RECORDS:
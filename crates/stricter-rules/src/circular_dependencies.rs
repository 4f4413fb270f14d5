//! Rule reporting import cycles.
//!
//! Each cycle (strongly connected component) is reported once, on the file
//! of the component that comes first in walk order. The message shows one
//! concrete loop through that file, with root-relative paths.

use std::collections::VecDeque;
use std::path::Path;
use stricter_core::{FileNode, NodeId, ProjectGraph, Rule, RuleContext, RuleError, Violation};

/// Rule name for circular-dependencies.
pub const NAME: &str = "stricter/circular-dependencies";

/// Reports dependency cycles between files.
#[derive(Debug, Clone, Copy, Default)]
pub struct CircularDependencies;

impl CircularDependencies {
    /// Creates the rule.
    #[must_use]
    pub fn new() -> Self {
        Self
    }
}

impl Rule for CircularDependencies {
    fn description(&self) -> &str {
        "Reports circular imports between files"
    }

    fn on_project(&self, ctx: &RuleContext<'_>) -> Result<Vec<Violation>, RuleError> {
        let graph = ctx.graph;
        let mut cycles: Vec<Vec<NodeId>> = strongly_connected(graph)
            .into_iter()
            .filter(|scc| scc.len() > 1 || has_self_edge(graph, scc[0]))
            .collect();
        let position = |id: NodeId| (graph.get(id).and_then(FileNode::walk_index), id);
        for scc in &mut cycles {
            scc.sort_unstable_by_key(|&id| position(id));
        }
        cycles.sort_by_key(|scc| position(scc[0]));

        Ok(cycles
            .iter()
            .filter_map(|scc| {
                let head = graph.get(scc[0])?;
                let path = loop_through(graph, scc);
                let rendered = path
                    .iter()
                    .filter_map(|id| graph.get(*id))
                    .map(|n| relative(graph.root(), n.path()))
                    .collect::<Vec<_>>()
                    .join(" -> ");
                Some(Violation::new(
                    head.path(),
                    format!("Circular dependency: {rendered}"),
                ))
            })
            .collect())
    }
}

fn relative(root: &Path, path: &Path) -> String {
    path.strip_prefix(root)
        .unwrap_or(path)
        .display()
        .to_string()
}

fn has_self_edge(graph: &ProjectGraph, id: NodeId) -> bool {
    graph
        .get(id)
        .is_some_and(|n| n.dependency_ids().contains(&id))
}

/// Shortest loop from the first member of `scc` back to itself.
fn loop_through(graph: &ProjectGraph, scc: &[NodeId]) -> Vec<NodeId> {
    let start = scc[0];
    let mut parent: Vec<Option<NodeId>> = vec![None; graph.len()];
    let mut queue = VecDeque::from([start]);
    let mut member = vec![false; graph.len()];
    for &id in scc {
        member[id] = true;
    }
    let mut visited = vec![false; graph.len()];
    visited[start] = true;

    while let Some(id) = queue.pop_front() {
        let Some(node) = graph.get(id) else {
            continue;
        };
        for &dep in node.dependency_ids() {
            if dep == start {
                let mut path = vec![start, id];
                let mut cursor = id;
                while let Some(prev) = parent[cursor] {
                    if prev == start {
                        break;
                    }
                    path.insert(1, prev);
                    cursor = prev;
                }
                if id == start {
                    path.truncate(1);
                }
                path.push(start);
                return path;
            }
            if !visited[dep] && member[dep] {
                visited[dep] = true;
                parent[dep] = Some(id);
                queue.push_back(dep);
            }
        }
    }
    vec![start]
}

/// Tarjan's algorithm, iterative.
fn strongly_connected(graph: &ProjectGraph) -> Vec<Vec<NodeId>> {
    let n = graph.len();
    let mut index: Vec<Option<usize>> = vec![None; n];
    let mut low = vec![0usize; n];
    let mut on_stack = vec![false; n];
    let mut stack: Vec<NodeId> = Vec::new();
    let mut next_index = 0;
    let mut components = Vec::new();

    for start in 0..n {
        if index[start].is_some() {
            continue;
        }
        index[start] = Some(next_index);
        low[start] = next_index;
        next_index += 1;
        stack.push(start);
        on_stack[start] = true;

        let mut frames: Vec<(NodeId, usize)> = vec![(start, 0)];
        while let Some(frame) = frames.last_mut() {
            let v = frame.0;
            let deps = graph.get(v).map_or(&[][..], |node| node.dependency_ids());

            if frame.1 < deps.len() {
                let w = deps[frame.1];
                frame.1 += 1;
                match index[w] {
                    None => {
                        index[w] = Some(next_index);
                        low[w] = next_index;
                        next_index += 1;
                        stack.push(w);
                        on_stack[w] = true;
                        frames.push((w, 0));
                    }
                    Some(w_index) if on_stack[w] => low[v] = low[v].min(w_index),
                    Some(_) => {}
                }
                continue;
            }

            frames.pop();
            if let Some(&(parent, _)) = frames.last() {
                low[parent] = low[parent].min(low[v]);
            }
            if Some(low[v]) == index[v] {
                let mut component = Vec::new();
                while let Some(w) = stack.pop() {
                    on_stack[w] = false;
                    component.push(w);
                    if w == v {
                        break;
                    }
                }
                components.push(component);
            }
        }
    }
    components
}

YOUR INSTRUCTIONS: Taking the listing line by line, count those with the word "position" and report that number only.

TASK RESULT: 3